I don’t think so. I’ve promised the current A Star Is Born James Dean a lifetime supply of chooch to tell me if anybody touches the Digimatte, and Fred’s still in litigation. And I don’t know how far back in time the overlap goes. Six weeks before she did it was only when I saw her in Brides. There’s no telling how long before that her image was there. Under two years, because it wasn’t in 42nd Street when I watched it the first time, when I was first starting Mayer’s list, and yeah, I know I was splatted and might have missed her. But I didn’t. I would know her face anywhere.
So under two years. And Heada, who knows everything, says Fred will be out of litigation in three months.
In the meantime, I keep busy, doing remakes and trying to make them good, getting Mayer to talk ILMGM into copyrighting Ruby Keeler and Eleanor Powell, working for the Resistance. I have even come up with a happy ending for Casablanca.
It is after the war, and Rick has come back to Casablanca after fighting with the Resistance, after who knows what hardships. The Café Américain has burned down, and everybody’s gone, even the parrot, even Sam, and Bogie stands and looks at the rubble for a long time, and then starts picking through the mess, trying to see what he can salvage.
He finds the piano, but when he tips it upright, half the keys fall out. He fishes an unbroken bottle of scotch out of the rubble and sets it on the piano and starts looking around for a glass. And there she is, standing in what’s left of the doorway.

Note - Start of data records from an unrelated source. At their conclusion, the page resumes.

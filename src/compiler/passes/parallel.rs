//! Processing order for parallel execution.
//!
//! Reorders the processing order by level: the length of the longest dependency path
//! from any source. Nodes on the same level are independent of each other, so grouping
//! them lets a runtime dispatch them together. Ties keep their previous relative order,
//! which keeps the result deterministic and the pass idempotent.

use crate::{
    compiler::{
        pass::{GraphPass, PassContext},
        EventKind,
    },
    config::PassKind,
    graph::{GraphStore, NodeId},
    Result,
};

/// Groups independent nodes in the processing order.
pub struct ParallelReorderPass;

impl Default for ParallelReorderPass {
    fn default() -> Self {
        Self::new()
    }
}

impl ParallelReorderPass {
    /// Creates a new parallel reorder pass.
    #[must_use]
    pub fn new() -> Self {
        Self
    }

    /// Longest path from a source for every node, indexed by arena index.
    fn levels(graph: &GraphStore) -> Vec<usize> {
        let mut levels = vec![0usize; graph.capacity()];
        for node in graph.processing_order().iter() {
            levels[node.index()] = graph[node]
                .dependencies()
                .iter()
                .map(|d| levels[d.index()] + 1)
                .max()
                .unwrap_or(0);
        }
        levels
    }
}

impl GraphPass for ParallelReorderPass {
    fn name(&self) -> &'static str {
        "reorder_for_parallel"
    }

    fn kind(&self) -> PassKind {
        PassKind::Parallel
    }

    fn description(&self) -> &'static str {
        "Orders nodes by dependency level so independent nodes are adjacent"
    }

    fn run(&self, graph: &mut GraphStore, ctx: &PassContext<'_>) -> Result<bool> {
        let levels = Self::levels(graph);
        let current: Vec<NodeId> = graph.processing_order().iter().collect();
        let mut reordered = current.clone();
        // stable, so equal levels keep their current order
        reordered.sort_by_key(|n| levels[n.index()]);
        if reordered == current {
            return Ok(false);
        }

        let depth = reordered
            .last()
            .map_or(0, |n| levels[n.index()] + 1);
        graph.set_processing_order(reordered);
        ctx.events
            .record(EventKind::OrderChanged)
            .pass(self.name())
            .message(format!("{} nodes on {depth} levels", current.len()));
        Ok(true)
    }
}

#[cfg(test)]
mod tests {
    use super::*;
    use crate::{
        test::{build_graph, eltwise_sum, input_with, relu, run_pass, TestContext},
        topology::{Tensor, Topology},
    };

    fn ids(graph: &GraphStore) -> Vec<String> {
        graph
            .processing_order()
            .iter()
            .map(|n| graph[n].id().to_string())
            .collect()
    }

    #[test]
    fn test_levels_grouped() {
        // a -> a1 -> a2 -> sum
        // b -> b1 ---------^
        let mut topology = Topology::new();
        topology.add(input_with("a", Tensor::new(1, 1, 2, 2))).unwrap();
        topology.add(relu("a1", "a")).unwrap();
        topology.add(relu("a2", "a1")).unwrap();
        topology.add(input_with("b", Tensor::new(1, 1, 2, 2))).unwrap();
        topology.add(relu("b1", "b")).unwrap();
        topology.add(eltwise_sum("sum", &["a2", "b1"])).unwrap();
        let mut graph = build_graph(&topology);
        let fixture = TestContext::new();
        assert_eq!(ids(&graph), ["a", "a1", "a2", "b", "b1", "sum"]);

        assert!(run_pass(&ParallelReorderPass::new(), &mut graph, &fixture));
        assert_eq!(ids(&graph), ["a", "b", "a1", "b1", "a2", "sum"]);
        assert!(fixture.events.has(EventKind::OrderChanged));

        assert!(!run_pass(&ParallelReorderPass::new(), &mut graph, &fixture));
    }

    #[test]
    fn test_chain_unchanged() {
        let mut topology = Topology::new();
        topology.add(input_with("a", Tensor::new(1, 1, 2, 2))).unwrap();
        topology.add(relu("b", "a")).unwrap();
        topology.add(relu("c", "b")).unwrap();
        let mut graph = build_graph(&topology);
        assert!(!run_pass(&ParallelReorderPass::new(), &mut graph, &TestContext::new()));
    }
}
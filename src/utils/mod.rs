//! Small shared data structures.

mod bitset;

pub use bitset::BitSet;
//! Trimming to outputs.
//!
//! Removes every node from which no output can be reached. Such nodes cannot influence
//! any result the caller reads, including runtime inputs nobody consumes.

use crate::{
    compiler::{
        pass::{GraphPass, PassContext},
        EventKind,
    },
    config::PassKind,
    graph::{
        traversal::{reachable, Direction},
        GraphStore, NodeId,
    },
    Result,
};

/// Removes nodes that do not contribute to any output.
pub struct TrimToOutputsPass;

impl Default for TrimToOutputsPass {
    fn default() -> Self {
        Self::new()
    }
}

impl TrimToOutputsPass {
    /// Creates a new trimming pass.
    #[must_use]
    pub fn new() -> Self {
        Self
    }
}

impl GraphPass for TrimToOutputsPass {
    fn name(&self) -> &'static str {
        "trim_to_outputs"
    }

    fn kind(&self) -> PassKind {
        PassKind::Trim
    }

    fn description(&self) -> &'static str {
        "Removes nodes from which no output is reachable"
    }

    fn run(&self, graph: &mut GraphStore, ctx: &PassContext<'_>) -> Result<bool> {
        let needed = reachable(graph, graph.outputs().iter().copied(), Direction::Backward);
        // closed under users: a user of an unneeded node is unneeded as well
        let unneeded: Vec<NodeId> = graph
            .node_ids()
            .filter(|n| !needed.contains(n.index()))
            .collect();
        if unneeded.is_empty() {
            return Ok(false);
        }

        graph
            .editor_with_events(ctx.events)
            .remove_nodes(&unneeded)?;
        ctx.events
            .record(EventKind::Info)
            .pass(self.name())
            .message(format!("trimmed {} nodes", unneeded.len()));
        Ok(true)
    }
}
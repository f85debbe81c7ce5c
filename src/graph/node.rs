//! Graph vertices.
//!
//! A [`ProgramNode`] wraps one [`Primitive`] together with everything the compiler derives
//! about it: its dependency and user edges, status [`NodeFlags`], the resolved output
//! [`Layout`] and the bound implementation. Nodes live in the arena of a
//! [`GraphStore`](crate::graph::GraphStore) and are addressed by [`NodeId`].
//!
//! Edge lists can only be changed from inside [`crate::graph`]; everything else goes
//! through the [`GraphEditor`](crate::graph::GraphEditor), which keeps dependency and user
//! edges mirrored.

use std::{fmt, sync::Arc};

use bitflags::bitflags;

use crate::{
    policy::ImplementationHandle,
    topology::{Layout, Operation, Padding, Primitive, PrimitiveKind},
};

/// A stable arena index of a node.
///
/// Identifiers are never reused within one graph: removing a node leaves its slot empty.
#[derive(Clone, Copy, PartialEq, Eq, PartialOrd, Ord, Hash)]
pub struct NodeId(pub(crate) usize);

impl NodeId {
    /// Creates a `NodeId` from a raw arena index.
    #[must_use]
    #[inline]
    pub const fn new(index: usize) -> Self {
        NodeId(index)
    }

    /// Returns the raw arena index.
    #[must_use]
    #[inline]
    pub const fn index(self) -> usize {
        self.0
    }
}

impl fmt::Debug for NodeId {
    fn fmt(&self, f: &mut fmt::Formatter<'_>) -> fmt::Result {
        write!(f, "NodeId({})", self.0)
    }
}

impl fmt::Display for NodeId {
    fn fmt(&self, f: &mut fmt::Formatter<'_>) -> fmt::Result {
        write!(f, "n{}", self.0)
    }
}

bitflags! {
    /// Status flags derived by the compiler.
    #[derive(Debug, Clone, Copy, PartialEq, Eq, Hash, Default)]
    pub struct NodeFlags: u16 {
        /// Result is read by the caller; never trimmed
        const OUTPUT = 1 << 0;
        /// Runtime fed input
        const INPUT = 1 << 1;
        /// Value is known at compile time
        const CONSTANT = 1 << 2;
        /// Constant consumed by a non-constant node
        const CONSTANT_FRONTIER = 1 << 3;
        /// Value depends on runtime input
        const DATA_FLOW = 1 << 4;
        /// Produces an explicitly requested output size
        const OUTPUT_SIZE_HANDLING = 1 << 5;
        /// Executes in place inside another node's buffer
        const CAN_BE_OPTIMIZED = 1 << 6;
        /// Split convolution eligible for merged weights
        const DEPTHWISE_SEP_OPT = 1 << 7;
    }
}

/// A node of the program graph.
#[derive(Debug, Clone)]
pub struct ProgramNode {
    id: String,
    primitive: Arc<Primitive>,
    dependencies: Vec<NodeId>,
    users: Vec<NodeId>,
    flags: NodeFlags,
    output_padding: Padding,
    layout: Option<Layout>,
    implementation: Option<ImplementationHandle>,
}

impl ProgramNode {
    pub(crate) fn new(primitive: Arc<Primitive>) -> Self {
        let mut flags = NodeFlags::empty();
        if matches!(primitive.operation, Operation::Input { .. }) {
            flags |= NodeFlags::INPUT;
        }
        Self {
            id: primitive.id.clone(),
            primitive,
            dependencies: Vec::new(),
            users: Vec::new(),
            flags,
            output_padding: Padding::none(),
            layout: None,
            implementation: None,
        }
    }

    /// Current identifier. May differ from the primitive's after a rename.
    #[must_use]
    pub fn id(&self) -> &str {
        &self.id
    }

    /// The wrapped primitive.
    #[must_use]
    pub fn primitive(&self) -> &Arc<Primitive> {
        &self.primitive
    }

    /// The wrapped operation.
    #[must_use]
    pub fn operation(&self) -> &Operation {
        &self.primitive.operation
    }

    /// The primitive kind.
    #[must_use]
    pub fn kind(&self) -> PrimitiveKind {
        self.primitive.kind()
    }

    /// Ordered dependencies.
    #[must_use]
    pub fn dependencies(&self) -> &[NodeId] {
        &self.dependencies
    }

    /// Dependency at `index`.
    #[must_use]
    pub fn dependency(&self, index: usize) -> Option<NodeId> {
        self.dependencies.get(index).copied()
    }

    /// Users, one entry per consuming dependency slot. Order carries no meaning.
    #[must_use]
    pub fn users(&self) -> &[NodeId] {
        &self.users
    }

    /// Status flags.
    #[must_use]
    pub fn flags(&self) -> NodeFlags {
        self.flags
    }

    /// Returns `true` if the caller reads this node's result.
    #[must_use]
    pub fn is_output(&self) -> bool {
        self.flags.contains(NodeFlags::OUTPUT)
    }

    /// Returns `true` for runtime fed inputs.
    #[must_use]
    pub fn is_input(&self) -> bool {
        self.flags.contains(NodeFlags::INPUT)
    }

    /// Returns `true` if the value is known at compile time.
    #[must_use]
    pub fn is_constant(&self) -> bool {
        self.flags.contains(NodeFlags::CONSTANT)
    }

    /// Returns `true` if the value depends on runtime input.
    #[must_use]
    pub fn is_in_data_flow(&self) -> bool {
        self.flags.contains(NodeFlags::DATA_FLOW)
    }

    /// Returns `true` if the node executes inside another node's buffer.
    #[must_use]
    pub fn can_be_optimized(&self) -> bool {
        self.flags.contains(NodeFlags::CAN_BE_OPTIMIZED)
    }

    /// Returns `true` if the node has no dependencies.
    #[must_use]
    pub fn is_source(&self) -> bool {
        self.dependencies.is_empty()
    }

    /// Returns `true` if the node has no users.
    #[must_use]
    pub fn is_sink(&self) -> bool {
        self.users.is_empty()
    }

    /// Resolved output layout, including output padding.
    #[must_use]
    pub fn output_layout(&self) -> Option<&Layout> {
        self.layout.as_ref()
    }

    /// Padding other nodes requested around this node's output.
    #[must_use]
    pub fn output_padding(&self) -> Padding {
        self.output_padding
    }

    /// The bound implementation.
    #[must_use]
    pub fn implementation(&self) -> Option<&ImplementationHandle> {
        self.implementation.as_ref()
    }

    pub(crate) fn set_flag(&mut self, flag: NodeFlags, value: bool) {
        self.flags.set(flag, value);
    }

    pub(crate) fn set_layout(&mut self, layout: Layout) {
        self.layout = Some(layout);
    }

    pub(crate) fn set_output_padding(&mut self, padding: Padding) {
        self.output_padding = padding;
    }

    pub(crate) fn set_primitive(&mut self, primitive: Arc<Primitive>) {
        self.primitive = primitive;
    }

    pub(crate) fn bind(&mut self, implementation: ImplementationHandle) {
        self.implementation = Some(implementation);
    }

    pub(in crate::graph) fn set_id(&mut self, id: String) {
        self.id = id;
    }

    pub(in crate::graph) fn push_dependency(&mut self, dep: NodeId) {
        self.dependencies.push(dep);
    }

    pub(in crate::graph) fn set_dependency(&mut self, index: usize, dep: NodeId) {
        self.dependencies[index] = dep;
    }

    /// Replaces every occurrence of `from` with `to`; returns how many were replaced.
    pub(in crate::graph) fn redirect_dependency(&mut self, from: NodeId, to: NodeId) -> usize {
        let mut count = 0;
        for dep in &mut self.dependencies {
            if *dep == from {
                *dep = to;
                count += 1;
            }
        }
        count
    }

    /// Removes every occurrence of `dep`; returns how many were removed.
    pub(in crate::graph) fn remove_dependency(&mut self, dep: NodeId) -> usize {
        let before = self.dependencies.len();
        self.dependencies.retain(|&d| d != dep);
        before - self.dependencies.len()
    }

    pub(in crate::graph) fn take_dependencies(&mut self) -> Vec<NodeId> {
        std::mem::take(&mut self.dependencies)
    }

    pub(in crate::graph) fn push_user(&mut self, user: NodeId) {
        self.users.push(user);
    }

    /// Removes one occurrence of `user`.
    pub(in crate::graph) fn remove_user_once(&mut self, user: NodeId) -> bool {
        match self.users.iter().position(|&u| u == user) {
            Some(pos) => {
                self.users.swap_remove(pos);
                true
            }
            None => false,
        }
    }

    /// Removes every occurrence of `user`; returns how many were removed.
    pub(in crate::graph) fn remove_user(&mut self, user: NodeId) -> usize {
        let before = self.users.len();
        self.users.retain(|&u| u != user);
        before - self.users.len()
    }

    pub(in crate::graph) fn take_users(&mut self) -> Vec<NodeId> {
        std::mem::take(&mut self.users)
    }
}

impl fmt::Display for ProgramNode {
    fn fmt(&self, f: &mut fmt::Formatter<'_>) -> fmt::Result {
        write!(f, "{} ({})", self.id, self.kind())?;
        if let Some(layout) = &self.layout {
            write!(f, " {layout}")?;
        }
        Ok(())
    }
}

#[cfg(test)]
mod tests {
    use super::*;
    use crate::topology::{DataType, Format, Tensor};

    fn input_node() -> ProgramNode {
        let layout = Layout::new(DataType::F32, Format::Bfyx, Tensor::new(1, 2, 3, 3));
        ProgramNode::new(Arc::new(Primitive::input("in", layout)))
    }

    #[test]
    fn test_node_id_format() {
        let id = NodeId::new(7);
        assert_eq!(format!("{id:?}"), "NodeId(7)");
        assert_eq!(id.to_string(), "n7");
        assert_eq!(id.index(), 7);
    }

    #[test]
    fn test_input_flag_from_primitive() {
        let node = input_node();
        assert!(node.is_input());
        assert!(!node.is_output());
        assert!(node.is_source());
        assert!(node.is_sink());
    }

    #[test]
    fn test_user_multiset() {
        let mut node = input_node();
        node.push_user(NodeId::new(1));
        node.push_user(NodeId::new(1));
        node.push_user(NodeId::new(2));
        assert!(node.remove_user_once(NodeId::new(1)));
        assert_eq!(node.users().iter().filter(|&&u| u == NodeId::new(1)).count(), 1);
        assert_eq!(node.remove_user(NodeId::new(2)), 1);
        assert!(!node.remove_user_once(NodeId::new(9)));
    }

    #[test]
    fn test_redirect_dependency() {
        let mut node = input_node();
        node.push_dependency(NodeId::new(1));
        node.push_dependency(NodeId::new(2));
        node.push_dependency(NodeId::new(1));
        assert_eq!(node.redirect_dependency(NodeId::new(1), NodeId::new(5)), 2);
        assert_eq!(
            node.dependencies(),
            [NodeId::new(5), NodeId::new(2), NodeId::new(5)]
        );
        assert_eq!(node.remove_dependency(NodeId::new(5)), 2);
        assert_eq!(node.dependencies(), [NodeId::new(2)]);
    }
}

She looks different, her hair’s pulled back, and she looks thinner, tired. You can see looking at her that Paul Henreid’s dead and she’s gone through a lot, but you’d know that face anywhere.
She stands there in the door, and Bogie, still trying to find a glass, looks up and sees her.
No dialogue. No music. No clinch, in spite of Heada’s benighted ideas. Just the two of them, who never th
ought they’d see each other again, standing there looking at each other.
When I’m done with my remake, I’ll put my Casablanca ending in Happily Ever After’s comp for the tourates.
In the meantime, I have to separate my star-crossed lovers and send them off to suffer assorted hardships and pay for their sins. For which I need a plane.
I put the “Anything Goes” number on disk and backup, in case Kate Capshaw goes into litigation, and then ff to the Ford Tri-Motor and save that, too, in case the biplane doesn’t work.
“High Road to China” I say, and then cancel it before it has a chance to come up. “Simultaneous display. Screen one, Temple of Doom. Two, Singin3 in the Rain. Three, Good News …”
I go through the litany, and Alis appears on the screens, one after the other, in tap pants and bustles and green weskits, ponytails and red curls and shingled bobs. Her face looks the same in all of them, intent, alert, concentrating on the steps and the music, unaware that she is conquering encryptions and Brownian checks and time.
“Screen eighteen,” I say, “Seven Brides for Seven Brothers,” and she twirls across the floor and leaps into the arms of Russ Tamblyn. And he has conquered time, too. They all have, Gene and Ruby and Fred, in spite of the death of the musical, in spite of the studio execs and the hackates and the courts, conquering time in a turn, a smile, a lift, capturing for a permanent moment what we want and can’t have.
I have been working on weepers too long. I need to get on with the business at hand, pick a plane, save the sentiment for my lovers’ Big Farewell.
“Cancel, all screens,” I say, “Center screen, High Road to—” and then stop and stare at the silver screen, like Ray Milland craving a drink in The Lost Weekend.
“Center screen,” I say. “Frame 96-1100, No sound. Broadway Melody of 1940,” and sit down on the bed.
They are tapping side by side, dressed in white, lost in the music I cannot hear and the time steps that took them weeks to practice, dancing easily, without effort. Her light brown hair catches the light from somewhere.